Правда, выражение ее лица не изменилось ни на миг. Изора смиренно последовала за Онориной, и вместе они подошли к Жерому.
– Мама, это ты? – тихонько спросил он, чувствуя, что рядом кто-то есть. – Ты привела Изору?
– Да, мой мальчик, она была в уборной, и с ней все в порядке. Изора, скажи хоть что-нибудь!
– Прости, что оставила тебя так надолго, – монотонным голосом произнесла девушка.
Обстановка в зале стала более расслабленной. Слоеный торт с кремом, избыток пива, сидра и игристого вина сделали свое дело. Мужчины курили, вокруг стола суетились официантки – они уже начали убирать посуду.
Мало кто обратил внимание на вошедшую в ресторан девушку в черном пальто и с серым платком на светло-каштановых волосах. С минуту она всматривалась в лица гостей, потом решительно направилась к той, которую искала.
– Здравствуй, Изора!
– Женевьева!
– Я узнала, что ты сегодня на свадьбе, и пришла поздороваться.
Изора встала, получила по звонкому поцелую в каждую щеку и так же охотно поцеловала Женевьеву в ответ. Онорина тихонько вздохнула. Она знала Женевьеву Мишо – девушку, которая собиралась замуж за Армана Мийе, но война распорядилась по-иному.
– Добрый вечер, мадам Маро! Добрый вечер, Жером!
– Присаживайтесь, съешьте кусочек свадебного торта! – предложила Онорина. – Наши молодожены уже уехали. Мы сняли им номер в «Оберж-де-Вуван».

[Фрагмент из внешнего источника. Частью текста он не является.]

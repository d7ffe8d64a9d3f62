//! Command-line argument parsing for Loopcast.

use std::path::PathBuf;

use clap::Parser;


/// Loopcast - Loop a playlist of video links through mpv.
#[derive( Parser, Debug )]
#[command( name = "loopcast" )]
#[command( version, about, long_about = None )]
pub struct Args {
    /// Settings file to use instead of the default location.
    #[arg( short, long )]
    pub config: Option<PathBuf>,

    /// Library file holding playlists and tracks.
    #[arg( short, long )]
    pub library: Option<PathBuf>,

    /// Path to the mpv executable.
    #[arg( long )]
    pub mpv: Option<PathBuf>,

    /// Log at debug level.
    #[arg( short, long )]
    pub verbose: bool,

    /// Links or video ids to add and start playing.
    #[arg( trailing_var_arg = true )]
    pub urls: Vec<String>,
}


#[cfg( test )]
mod tests {
    use super::*;


    #[test]
    fn test_trailing_urls() {
        let args = Args::parse_from([ "loopcast", "--verbose", "dQw4w9WgXcQ", "https://youtu.be/abc" ]);
        assert!( args.verbose );
        assert_eq!( args.urls, vec![ "dQw4w9WgXcQ", "https://youtu.be/abc" ] );
        assert!( args.library.is_none() );
    }
}
//! Extracting video ids from user supplied links.


/// Prefixes that are followed directly by a video id.
const ID_MARKERS: &[&str] = &[
    "youtube.com/watch?v=",
    "youtu.be/",
    "youtube.com/embed/",
];

/// Length of a bare video id.
const BARE_ID_LEN: usize = 11;


/// Extracts the video id from a watch/share/embed URL or a bare id.
///
/// @param input - URL or id as typed by the user
///
/// @returns The id, or None if the input is not recognised
pub fn extract_video_id( input: &str ) -> Option<String> {
    let input = input.trim();

    for marker in ID_MARKERS {
        if let Some( start ) = input.find( marker ) {
            let rest = &input[ start + marker.len().. ];
            let end = rest.find( [ '&', '?', '#', '\n' ] ).unwrap_or( rest.len() );
            let id = &rest[ ..end ];
            if !id.is_empty() {
                return Some( id.to_string() );
            }
        }
    }

    if is_bare_id( input ) {
        return Some( input.to_string() );
    }

    None
}


fn is_bare_id( s: &str ) -> bool {
    s.len() == BARE_ID_LEN
        && s.chars().all( |c| c.is_ascii_alphanumeric() || c == '_' || c == '-' )
}


/// Canonical watch URL for an id.
pub fn watch_url( video_id: &str ) -> String {
    format!( "https://www.youtube.com/watch?v={}", video_id )
}


#[cfg( test )]
mod tests {
    use super::*;


    #[test]
    fn test_watch_url() {
        assert_eq!(
            extract_video_id( "https://www.youtube.com/watch?v=dQw4w9WgXcQ&t=42" ).as_deref(),
            Some( "dQw4w9WgXcQ" )
        );
    }


    #[test]
    fn test_short_link() {
        assert_eq!( extract_video_id( "https://youtu.be/dQw4w9WgXcQ?si=xyz" ).as_deref(), Some( "dQw4w9WgXcQ" ) );
    }


    #[test]
    fn test_embed_link() {
        assert_eq!( extract_video_id( "youtube.com/embed/abc123#frag" ).as_deref(), Some( "abc123" ) );
    }


    #[test]
    fn test_bare_id() {
        assert_eq!( extract_video_id( "  dQw4w9WgXcQ " ).as_deref(), Some( "dQw4w9WgXcQ" ) );
    }


    #[test]
    fn test_rejects_garbage() {
        assert_eq!( extract_video_id( "https://example.com/video" ), None );
        assert_eq!( extract_video_id( "short" ), None );
        assert_eq!( extract_video_id( "https://youtu.be/" ), None );
        assert_eq!( extract_video_id( "dQw4w9WgXc!" ), None );
    }


    #[test]
    fn test_watch_url_round_trip() {
        assert_eq!( extract_video_id( &watch_url( "dQw4w9WgXcQ" ) ).as_deref(), Some( "dQw4w9WgXcQ" ) );
    }
}
//! Shuffle order generation
//!
//! Produces the permutation of list positions that playback walks while
//! shuffle is enabled.

use rand::Rng;


/// Returns a uniformly random permutation of `0..len`.
///
/// Fisher-Yates: walks from the last slot down to the second, swapping each
/// with a uniformly chosen slot at or before it.
pub fn shuffled_order<R: Rng + ?Sized>( len: usize, rng: &mut R ) -> Vec<usize> {
    let mut order: Vec<usize> = ( 0..len ).collect();

    for i in ( 1..len ).rev() {
        let j = rng.gen_range( 0..=i );
        order.swap( i, j );
    }

    order
}


/// Like [`shuffled_order`], but rotates `first` to the front so the track
/// that is already playing starts the cycle.
pub fn shuffled_order_from<R: Rng + ?Sized>( len: usize, first: Option<usize>, rng: &mut R ) -> Vec<usize> {
    let mut order = shuffled_order( len, rng );

    if let Some( first ) = first {
        if let Some( pos ) = order.iter().position( |&i| i == first ) {
            order.swap( 0, pos );
        }
    }

    order
}


#[cfg( test )]
mod tests {
    use std::collections::HashMap;

    use rand::rngs::StdRng;
    use rand::SeedableRng;

    use super::*;


    fn is_permutation( order: &[usize] ) -> bool {
        let mut sorted = order.to_vec();
        sorted.sort_unstable();
        sorted == ( 0..order.len() ).collect::<Vec<_>>()
    }


    #[test]
    fn test_empty() {
        let mut rng = StdRng::seed_from_u64( 1 );
        assert!( shuffled_order( 0, &mut rng ).is_empty() );
    }


    #[test]
    fn test_is_permutation() {
        let mut rng = StdRng::seed_from_u64( 7 );
        for len in 1..40 {
            assert!( is_permutation( &shuffled_order( len, &mut rng ) ) );
        }
    }


    #[test]
    fn test_deterministic_for_seed() {
        let a = shuffled_order( 25, &mut StdRng::seed_from_u64( 99 ) );
        let b = shuffled_order( 25, &mut StdRng::seed_from_u64( 99 ) );
        assert_eq!( a, b );
    }


    #[test]
    fn test_roughly_uniform() {
        let mut rng = StdRng::seed_from_u64( 1234 );
        let mut counts: HashMap<Vec<usize>, u32> = HashMap::new();

        for _ in 0..6000 {
            *counts.entry( shuffled_order( 3, &mut rng ) ).or_default() += 1;
        }

        assert_eq!( counts.len(), 6 );
        for count in counts.values() {
            assert!( ( 800..1200 ).contains( count ), "skewed count {}", count );
        }
    }


    #[test]
    fn test_from_puts_current_first() {
        let mut rng = StdRng::seed_from_u64( 5 );
        for first in 0..5 {
            let order = shuffled_order_from( 5, Some( first ), &mut rng );
            assert_eq!( order[ 0 ], first );
            assert!( is_permutation( &order ) );
        }
    }


    #[test]
    fn test_from_ignores_out_of_range() {
        let mut rng = StdRng::seed_from_u64( 5 );
        let order = shuffled_order_from( 3, Some( 9 ), &mut rng );
        assert!( is_permutation( &order ) );
    }
}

– Так они поехали в Вуван? В тех краях жила Мелюзина[37]37
Мелюзина – фея из кельтских и средневековых легенд, дух свежей воды в святых источниках и реках. Часто изображалась как женщина-змея или женщина-рыба, иногда с двумя хвостами. (Примеч. ред.)
[Закрыть], – заметила Изора.
Жером нашел ее руку и легонько сжал.
– Ты сама – как Мелюзина, прекрасная и таинственная! – с улыбкой прошептал он.
Сравнение удивило Женевьеву, но, поскольку молодые люди собирались пожениться, она расценила это как проявление нежности.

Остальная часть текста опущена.